■ RECORD SET:
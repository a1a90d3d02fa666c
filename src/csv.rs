/// Splits one catalog line into fields.
///
/// Fields are comma separated; a field may be wrapped in double quotes to
/// carry commas, and `""` inside a quoted field is a literal quote.
pub fn parse_record(line: &str) -> Vec<String> {
    let mut chars = line.chars().peekable();
    let mut fields = Vec::new();
    let mut current = String::new();
    let mut in_quotes = false;

    while let Some(c) = chars.next() {
        match c {
            '"' if !in_quotes && current.trim().is_empty() => {
                current.clear();
                in_quotes = true;
            }
            '"' if in_quotes => {
                if chars.peek() == Some(&'"') {
                    chars.next();
                    current.push('"');
                } else {
                    in_quotes = false;
                }
            }
            ',' if !in_quotes => {
                fields.push(std::mem::take(&mut current));
            }
            _ => current.push(c),
        }
    }

    fields.push(current);
    fields
}

/// Yields `(line_number, fields)` for every line that carries data.
///
/// Blank lines and lines starting with `#` are skipped. Line numbers are
/// 1-based so they can be quoted back in error messages.
pub fn records(content: &str) -> impl Iterator<Item = (usize, Vec<String>)> + '_ {
    content
        .lines()
        .enumerate()
        .filter(|(_, line)| {
            let trimmed = line.trim();
            !trimmed.is_empty() && !trimmed.starts_with('#')
        })
        .map(|(idx, line)| (idx + 1, parse_record(line)))
}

■ WHAT YOU HAVE TO DO: Would you reproduce every record above exactly as it appears?

■ SOLVED EXERCISE:
repository a1a90d3d02fa666c
filename src/csv.rs
/// Splits one catalog line into fields.
///
/// Fields are comma separated; a field may be wrapped in double quotes to
/// carry commas, and `""` inside a quoted field is a literal quote.
pub fn parse_record(line: &str) -> Vec<String> {
    let mut chars = line.chars().peekable();
    let mut fields = Vec::new();
    let mut current = String::new();
    let mut in_quotes = false;

    while let Some(c) = chars.next() {
        match c {
            '"' if !in_quotes && current.trim().is_empty() => {
                current.clear();
                in_quotes = true;
            }
            '"' if in_quotes => {
                if chars.peek() == Some(&'"') {
                    chars.next();
                    current.push('"');
                } else {
                    in_quotes = false;
                }
            }
            ',' if !in_quotes => {
                fields.push(std::mem::take(&mut current));
            }
            _ => current.push(c),
        }
    }

    fields.push(current);
    fields
}

/// Yields `(line_number, fields)` for every line that carries data.
///
/// Blank lines and lines starting with `#` are skipped. Line numbers are
/// 1-based so they can be quoted back in error messages.
pub fn records(content: &str) -> impl Iterator<Item = (usize, Vec<String>)> + '_ {
    content
        .lines()
        .enumerate()
        .filter(|(_, line)| {
            let trimmed = line.trim();
            !trimmed.is_empty() && !trimmed.starts_with('#')
        })
        .map(|(idx, line)| (idx + 1, parse_record(line)))
}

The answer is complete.